There was only speculations that he was a Jew >from Russian army visiting
Finland and that he might have been a trumpeter in the army band....

"I do not know a great deal about my paternal line, but what I know is
pretty clear going back to about 1850. My paternal grandfather, Jozef
Juda (Joe) DENN, was born in Korczyna, Galicia (northernmost province of
the old Austro-Hungarian Empire -- currently in southern Poland) in 1894.
He had three older siblings who survived to adulthood, the oldest being
born in 1877. My grandfather's father, Chayem DENN, died in Korczyna in
1910 at the age of 59, placing his birth at about 1851 or so. My
grandfather told me that his father Chayem was born in Brod, a town
"deep in Poland." He seemed to indicate that this town of Brod was the
same town called today Brody in the Ukraine, which at that time was much
closer to the Russian border with Poland....

"Chayem's parents were Izroel Shimon DENN and Beila NEUMANN. She was
born in about 1831 in Baligrod, Galicia, not too far >from Korczyna in
southern Poland. I know nothing about Izroel Shimon DENN, but according
to oral family tradition, not long after Chayem's birth, Beila arranged for a
divorce >from her husband... Izroel Shimon was able to keep his son Chayem
and raise him >from the age of one or two years.... I do not know what
happened to him after my great grandfather's birth... where he lived, if he
remarried, had other children, where/when he died, etc....
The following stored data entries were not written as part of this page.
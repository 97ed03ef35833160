/*!
# Ingestion Pipeline

One bounded pass per table:

```text
capabilities: source -> parse -> resolve schema -> decode rows -> fingerprint index
                                                               \-> issuer capability merge
ski_spki:     source -> parse -> check header   -> decode rows -> SPKI hash index
```

Table-level failures (missing source, empty input, a quote left open to
end of input, bad header) abort that table only and leave its indexes empty. Row-level
failures are reported and, depending on the error, the row is dropped or
kept. Nothing here panics or terminates the process.
*/

use crate::errors::{IngestResult, RecordError};
use crate::index::{FingerprintIndex, IssuerCapabilityIndex, SpkiHashIndex};
use crate::parser::parse_table;
use crate::record::{decode_capability_row, decode_ski_spki_row};
use crate::report::{IngestEvent, IngestReporter, TableKind};
use crate::schema::{validate_ski_spki_header, CapabilityColumns};
use crate::source::CsvSource;
use csv::ByteRecord;
use serde::Serialize;

/// Outcome of ingesting one table.
#[derive(Debug, Clone, Default, PartialEq, Eq, Serialize)]
pub struct TableSummary {
    pub source_name: String,
    /// Data rows seen, header excluded.
    pub rows_read: usize,
    pub rows_indexed: usize,
    pub rows_skipped: usize,
    /// Rows indexed despite a warning.
    pub rows_incomplete: usize,
    /// Why the table was not ingested, when it was not.
    pub aborted: Option<String>,
}

impl TableSummary {
    fn new(source_name: String) -> Self {
        Self {
            source_name,
            ..Default::default()
        }
    }

    pub fn is_aborted(&self) -> bool {
        self.aborted.is_some()
    }
}

#[derive(Debug, Clone, Default, PartialEq, Eq)]
pub struct CapabilityIndexes {
    pub certificates: FingerprintIndex,
    pub issuers: IssuerCapabilityIndex,
}

/// Data rows are numbered from 2; line 1 is the header.
fn line_number(position: usize) -> usize {
    position + 2
}

fn joined(row: &ByteRecord) -> String {
    row.iter()
        .map(String::from_utf8_lossy)
        .collect::<Vec<_>>()
        .join(",")
}

fn row_problem(
    reporter: &dyn IngestReporter,
    summary: &mut TableSummary,
    table: TableKind,
    position: usize,
    row: &ByteRecord,
    error: &RecordError,
) {
    let row = joined(row);
    let line = line_number(position);
    if error.skips_row() {
        summary.rows_skipped += 1;
        reporter.report(IngestEvent::RowSkipped {
            table,
            line,
            row: &row,
            error,
        });
    } else {
        summary.rows_incomplete += 1;
        reporter.report(IngestEvent::RowIncomplete {
            table,
            line,
            row: &row,
            error,
        });
    }
}

fn finish(
    reporter: &dyn IngestReporter,
    table: TableKind,
    mut summary: TableSummary,
    outcome: IngestResult<()>,
) -> TableSummary {
    match outcome {
        Ok(()) => reporter.report(IngestEvent::TableLoaded {
            table,
            summary: &summary,
        }),
        Err(error) => {
            reporter.report(IngestEvent::TableAborted {
                table,
                error: &error,
            });
            summary.aborted = Some(error.to_string());
        }
    }
    summary
}

/// Build the fingerprint and issuer capability indexes from the CCADB
/// "All Certificate Records" table.
pub fn ingest_capabilities(
    source: &CsvSource,
    reporter: &dyn IngestReporter,
) -> (CapabilityIndexes, TableSummary) {
    let mut summary = TableSummary::new(source.name().into_owned());
    let mut indexes = CapabilityIndexes::default();
    let outcome = fill_capabilities(source, reporter, &mut indexes, &mut summary);
    if outcome.is_err() {
        indexes = CapabilityIndexes::default();
    }
    let summary = finish(reporter, TableKind::Capabilities, summary, outcome);
    (indexes, summary)
}

fn fill_capabilities(
    source: &CsvSource,
    reporter: &dyn IngestReporter,
    indexes: &mut CapabilityIndexes,
    summary: &mut TableSummary,
) -> IngestResult<()> {
    let bytes = source.read()?;
    let table = parse_table(&summary.source_name, &bytes)?;
    let columns = CapabilityColumns::resolve(table.header())?;

    for (position, row) in table.rows().iter().enumerate() {
        summary.rows_read += 1;

        let decoded = match decode_capability_row(row, &columns) {
            Ok(decoded) => decoded,
            Err(error) => {
                row_problem(
                    reporter,
                    summary,
                    TableKind::Capabilities,
                    position,
                    row,
                    &error,
                );
                continue;
            }
        };
        if let Some(warning) = &decoded.warning {
            row_problem(
                reporter,
                summary,
                TableKind::Capabilities,
                position,
                row,
                warning,
            );
        }

        indexes
            .issuers
            .merge(&decoded.key_identifier, &decoded.record);
        indexes
            .certificates
            .insert(decoded.fingerprint, decoded.record);
        summary.rows_indexed += 1;
    }

    Ok(())
}

/// Build the issuer key identifier → SPKI SHA-256 index.
pub fn ingest_ski_spki(
    source: &CsvSource,
    reporter: &dyn IngestReporter,
) -> (SpkiHashIndex, TableSummary) {
    let mut summary = TableSummary::new(source.name().into_owned());
    let mut index = SpkiHashIndex::default();
    let outcome = fill_ski_spki(source, reporter, &mut index, &mut summary);
    if outcome.is_err() {
        index = SpkiHashIndex::default();
    }
    let summary = finish(reporter, TableKind::SkiSpki, summary, outcome);
    (index, summary)
}

fn fill_ski_spki(
    source: &CsvSource,
    reporter: &dyn IngestReporter,
    index: &mut SpkiHashIndex,
    summary: &mut TableSummary,
) -> IngestResult<()> {
    let bytes = source.read()?;
    let table = parse_table(&summary.source_name, &bytes)?;
    validate_ski_spki_header(table.header())?;

    for (position, row) in table.rows().iter().enumerate() {
        summary.rows_read += 1;
        match decode_ski_spki_row(row) {
            Ok((key_identifier, hash)) => {
                index.insert(key_identifier, hash);
                summary.rows_indexed += 1;
            }
            Err(error) => row_problem(reporter, summary, TableKind::SkiSpki, position, row, &error),
        }
    }

    Ok(())
}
"Other than the 1910 death certificate for Chayem DENN that I have from
Korczyna, Poland, I have no other documentation about the DENN family
prior to that time...

"I have never heard of our DENN family >from Galicia ever having been
associated with Russia or the Russian army, however I assume that it is
possible that if they lived in Brody, it might not be too big a leap to posit
that they may have come to Brody >from the other side of the nearby
Russian border, or could have ventured to Russia >from Brody. I would
assume that if Chayem DENN was born in 1851 and his mother was born
in 1831 (age 20 at birth), they most likely did not have other children in
that union. So, it is possible that Izroel Shimon was the father of Johan
Victor SANTASALO (SANDSTROM), or it is very possible that Izroel Shimon
could have had a brother, father or uncle who could have sired the child."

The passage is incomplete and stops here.